| Goal of the exercise |
Print the lines that run from the line with "identical inputs render" to the line with "pub enum ContentKind", keeping both end lines, exactly as they appear in the entries below, and nothing else.

| Dataset extract |
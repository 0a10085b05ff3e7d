//! # Generation Identifiers
//!
//! File: cli/src/core/id.rs
//!
//! An opaque, unique identifier for one generation request. It keys the
//! session store, tags progress events and appears in download URLs.
//!
use serde::{Deserialize, Serialize};
use std::fmt;
use std::str::FromStr;
use uuid::Uuid;

#[derive(Debug, Clone, Copy, PartialEq, Eq, Hash, PartialOrd, Ord, Serialize, Deserialize)]
#[serde(transparent)]
pub struct GenerationId(Uuid);

impl GenerationId {
    /// A fresh random (v4) identifier.
    pub fn new() -> Self {
        Self(Uuid::new_v4())
    }

    pub fn as_uuid(&self) -> &Uuid {
        &self.0
    }
}

impl Default for GenerationId {
    fn default() -> Self {
        Self::new()
    }
}

impl fmt::Display for GenerationId {
    fn fmt(&self, f: &mut fmt::Formatter<'_>) -> fmt::Result {
        write!(f, "{}", self.0)
    }
}

impl FromStr for GenerationId {
    type Err = uuid::Error;

    fn from_str(s: &str) -> Result<Self, Self::Err> {
        Uuid::parse_str(s.trim()).map(Self)
    }
}

#[cfg(test)]
mod tests {
    use super::*;

    #[test]
    fn test_ids_are_unique_and_parse_back() {
        let a = GenerationId::new();
        let b = GenerationId::new();
        assert_ne!(a, b);

        let parsed: GenerationId = a.to_string().parse().unwrap();
        assert_eq!(parsed, a);
        assert!("not-a-uuid".parse::<GenerationId>().is_err());
    }
}
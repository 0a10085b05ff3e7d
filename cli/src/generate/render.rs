//! # Template Renderer
//!
//! File: cli/src/generate/render.rs
//!
//! ## Overview
//!
//! Renders active file mappings into [`RenderedFile`]s: the destination path
//! template first, then the body. A failure becomes a [`RenderError`] naming
//! the mapping's template; the generator renders every mapping regardless
//! and voids the request if any of them failed.
//!
//! The context every template sees:
//! - each resolved variable under its own name (unset optionals are absent,
//!   so `{% if Author %}` and `Author | default(value="..")` both work)
//! - `blueprint`: `{ id, name, type, architecture }`
//! - `choices`: choice variable name → its declared choices
//! - `dependencies`: the merged manifest, `[{ module, version }]`
//!
//! The context holds no clock or random values, so identical inputs render
//! identical bytes.
//!
use crate::blueprint::dependencies::ResolvedDependency;
use crate::blueprint::schema::{BlueprintSchema, FileMapping, VariableKind};
use crate::blueprint::variables::ResolvedVariables;
use crate::blueprint::Blueprint;
use crate::core::error::RenderError;
use serde::Serialize;
use std::collections::BTreeMap;
use std::path::{Component, Path};
use tera::Context;
use tracing::debug;

/// What a file is, judged from its destination name. Informational only.
#[derive(Debug, Clone, Copy, PartialEq, Eq, Serialize)]
#[serde(rename_all = "snake_case")]
pub enum ContentKind {
    Source,
    Config,
    Documentation,
    Script,
    Other,
}

impl ContentKind {
    pub fn from_path(path: &str) -> Self {
        let name = path.rsplit('/').next().unwrap_or(path);
        match name {
            "Dockerfile" | "Makefile" | "Justfile" | "Procfile" | ".gitignore" | ".dockerignore"
            | ".editorconfig" | ".env" | ".env.example" => return Self::Config,
            "LICENSE" | "README" | "CHANGELOG" | "AUTHORS" => return Self::Documentation,
            _ => {}
        }
        let extension = match name.rsplit_once('.') {
            Some((stem, ext)) if !stem.is_empty() => ext.to_ascii_lowercase(),
            _ => return Self::Other,
        };
        match extension.as_str() {
            "rs" | "go" | "py" | "js" | "mjs" | "ts" | "jsx" | "tsx" | "java" | "kt" | "c"
            | "h" | "cc" | "cpp" | "hpp" | "cs" | "rb" | "php" | "swift" | "scala" | "proto"
            | "sql" | "html" | "css" | "scss" | "vue" | "svelte" => Self::Source,
            "toml" | "yaml" | "yml" | "json" | "ini" | "cfg" | "conf" | "env" | "mod" | "sum"
            | "lock" | "xml" | "properties" => Self::Config,
            "md" | "markdown" | "txt" | "rst" | "adoc" => Self::Documentation,
            "sh" | "bash" | "zsh" | "fish" | "ps1" | "bat" | "cmd" => Self::Script,
            _ => Self::Other,
        }
    }
}

/// One rendered output file.
#[derive(Debug, Clone, PartialEq, Eq, Serialize)]
pub struct RenderedFile {
    pub path: String,
    #[serde(skip)]
    pub content: Vec<u8>,
    pub kind: ContentKind,
}

impl RenderedFile {
    pub fn new(path: String, content: Vec<u8>) -> Self {
        let kind = ContentKind::from_path(&path);
        Self {
            path,
            content,
            kind,
        }
    }
}

#[derive(Serialize)]
struct BlueprintInfo<'a> {
    id: &'a str,
    name: &'a str,
    #[serde(rename = "type")]
    kind: &'a str,
    architecture: &'a str,
}

/// Builds the template context for one request.
pub fn build_context(
    schema: &BlueprintSchema,
    vars: &ResolvedVariables,
    dependencies: &[ResolvedDependency],
) -> Context {
    let mut context = Context::new();
    for (name, value) in vars.iter() {
        context.insert(name.as_str(), value);
    }

    let choices: BTreeMap<&str, &[String]> = schema
        .variables
        .iter()
        .filter(|v| v.kind == VariableKind::Choice)
        .map(|v| (v.name.as_str(), v.choices.as_slice()))
        .collect();

    context.insert(
        "blueprint",
        &BlueprintInfo {
            id: &schema.id,
            name: &schema.name,
            kind: &schema.kind,
            architecture: &schema.architecture,
        },
    );
    context.insert("choices", &choices);
    context.insert("dependencies", dependencies);
    context
}

/// Checks and normalizes a rendered destination into a relative `a/b/c` path.
pub fn normalize_destination(raw: &str) -> Result<String, String> {
    let unified = raw.trim().replace('\\', "/");
    if unified.is_empty() {
        return Err("destination renders to an empty path".to_string());
    }
    if unified.starts_with('/') || Path::new(&unified).is_absolute() {
        return Err(format!("destination '{}' is absolute", unified));
    }

    let mut segments = Vec::new();
    for component in Path::new(&unified).components() {
        match component {
            Component::Normal(segment) => segments.push(segment.to_string_lossy().into_owned()),
            Component::CurDir => {}
            Component::ParentDir => {
                return Err(format!("destination '{}' leaves the project root", unified));
            }
            Component::RootDir | Component::Prefix(_) => {
                return Err(format!("destination '{}' is absolute", unified));
            }
        }
    }
    if segments.is_empty() {
        return Err(format!("destination '{}' names no file", unified));
    }
    Ok(segments.join("/"))
}

/// Renders one mapping (by its index in the schema) against `context`.
pub fn render_file(
    blueprint: &Blueprint,
    index: usize,
    mapping: &FileMapping,
    context: &Context,
) -> Result<RenderedFile, RenderError> {
    let fail = |message: String| RenderError::new(&mapping.source, message);

    let path = blueprint
        .templates
        .render_path(index, context)
        .map_err(|e| fail(format!("destination: {}", e)))
        .and_then(|raw| normalize_destination(&raw).map_err(fail))?;
    let body = blueprint
        .templates
        .render_file(&mapping.source, context)
        .map_err(fail)?;

    debug!(source = %mapping.source, "Rendered to '{}'", path);
    Ok(RenderedFile::new(path, body.into_bytes()))
}

#[cfg(test)]
mod tests {
    use super::*;
    use crate::blueprint::loader;
    use crate::blueprint::variables::VariableValue;

    fn blueprint(manifest: &str, templates: &[(&str, &str)]) -> Blueprint {
        loader::build(
            "demo",
            manifest,
            templates
                .iter()
                .map(|(k, v)| (k.to_string(), v.to_string()))
                .collect(),
        )
        .unwrap()
    }

    #[test]
    fn test_content_kinds() {
        assert_eq!(ContentKind::from_path("src/main.rs"), ContentKind::Source);
        assert_eq!(ContentKind::from_path("go.mod"), ContentKind::Config);
        assert_eq!(ContentKind::from_path("Dockerfile"), ContentKind::Config);
        assert_eq!(ContentKind::from_path("docs/README.md"), ContentKind::Documentation);
        assert_eq!(ContentKind::from_path("scripts/run.sh"), ContentKind::Script);
        assert_eq!(ContentKind::from_path("logo.png"), ContentKind::Other);
        assert_eq!(ContentKind::from_path(".hidden"), ContentKind::Other);
    }

    #[test]
    fn test_normalize_destination() {
        assert_eq!(normalize_destination("./src//main.rs").unwrap(), "src/main.rs");
        assert_eq!(normalize_destination("a\\b.txt").unwrap(), "a/b.txt");
        assert!(normalize_destination("  ").is_err());
        assert!(normalize_destination("/etc/passwd").is_err());
        assert!(normalize_destination("src/../../x").is_err());
        assert!(normalize_destination("./").is_err());
    }

    #[test]
    fn test_context_exposes_choices_and_dependencies() {
        let bp = blueprint(
            r#"
            [blueprint]
            type = "web-api"

            [[variables]]
            name = "Database"
            kind = "choice"
            choices = ["postgres", "sqlite"]
            default = "sqlite"

            [[files]]
            source = "out.txt.tera"
            "#,
            &[(
                "out.txt.tera",
                "{{ blueprint.type }}:{% for c in choices.Database %}{{ c }},{% endfor %}{% for d in dependencies %}{{ d.module }}@{{ d.version }}{% endfor %}",
            )],
        );
        let vars: ResolvedVariables = [("Database".to_string(), VariableValue::Choice("sqlite".into()))]
            .into_iter()
            .collect();
        let deps = vec![ResolvedDependency {
            module: "m".into(),
            version: "1.0.0".into(),
        }];
        let ctx = build_context(&bp.schema, &vars, &deps);
        let file = render_file(&bp, 0, &bp.schema.files[0], &ctx).unwrap();
        assert_eq!(file.path, "out.txt");
        assert_eq!(
            String::from_utf8(file.content).unwrap(),
            "web-api:postgres,sqlite,m@1.0.0"
        );
    }

    #[test]
    fn test_each_failure_names_its_template() {
        let bp = blueprint(
            r#"
            [[variables]]
            name = "Name"
            kind = "string"

            [[files]]
            source = "a.tera"
            destination = "{{ Name }}/a.txt"

            [[files]]
            source = "b.tera"

            [[files]]
            source = "c.tera"
            destination = "../escape.txt"
            "#,
            &[
                ("a.tera", "a"),
                ("b.tera", "{{ Name | upper }}"),
                ("c.tera", "c"),
            ],
        );
        let ctx = build_context(&bp.schema, &ResolvedVariables::default(), &[]);
        let errors: Vec<RenderError> = bp
            .schema
            .files
            .iter()
            .enumerate()
            .filter_map(|(i, mapping)| render_file(&bp, i, mapping, &ctx).err())
            .collect();

        let failed: Vec<&str> = errors.iter().map(|e| e.file.as_str()).collect();
        assert_eq!(failed, vec!["a.tera", "b.tera", "c.tera"]);
        assert!(errors[2].message.contains("leaves the project root"));
    }
}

| Final answer |
//! The context holds no clock or random values, so identical inputs render
//! identical bytes.
//!
use crate::blueprint::dependencies::ResolvedDependency;
use crate::blueprint::schema::{BlueprintSchema, FileMapping, VariableKind};
use crate::blueprint::variables::ResolvedVariables;
use crate::blueprint::Blueprint;
use crate::core::error::RenderError;
use serde::Serialize;
use std::collections::BTreeMap;
use std::path::{Component, Path};
use tera::Context;
use tracing::debug;

/// What a file is, judged from its destination name. Informational only.
#[derive(Debug, Clone, Copy, PartialEq, Eq, Serialize)]
#[serde(rename_all = "snake_case")]
pub enum ContentKind {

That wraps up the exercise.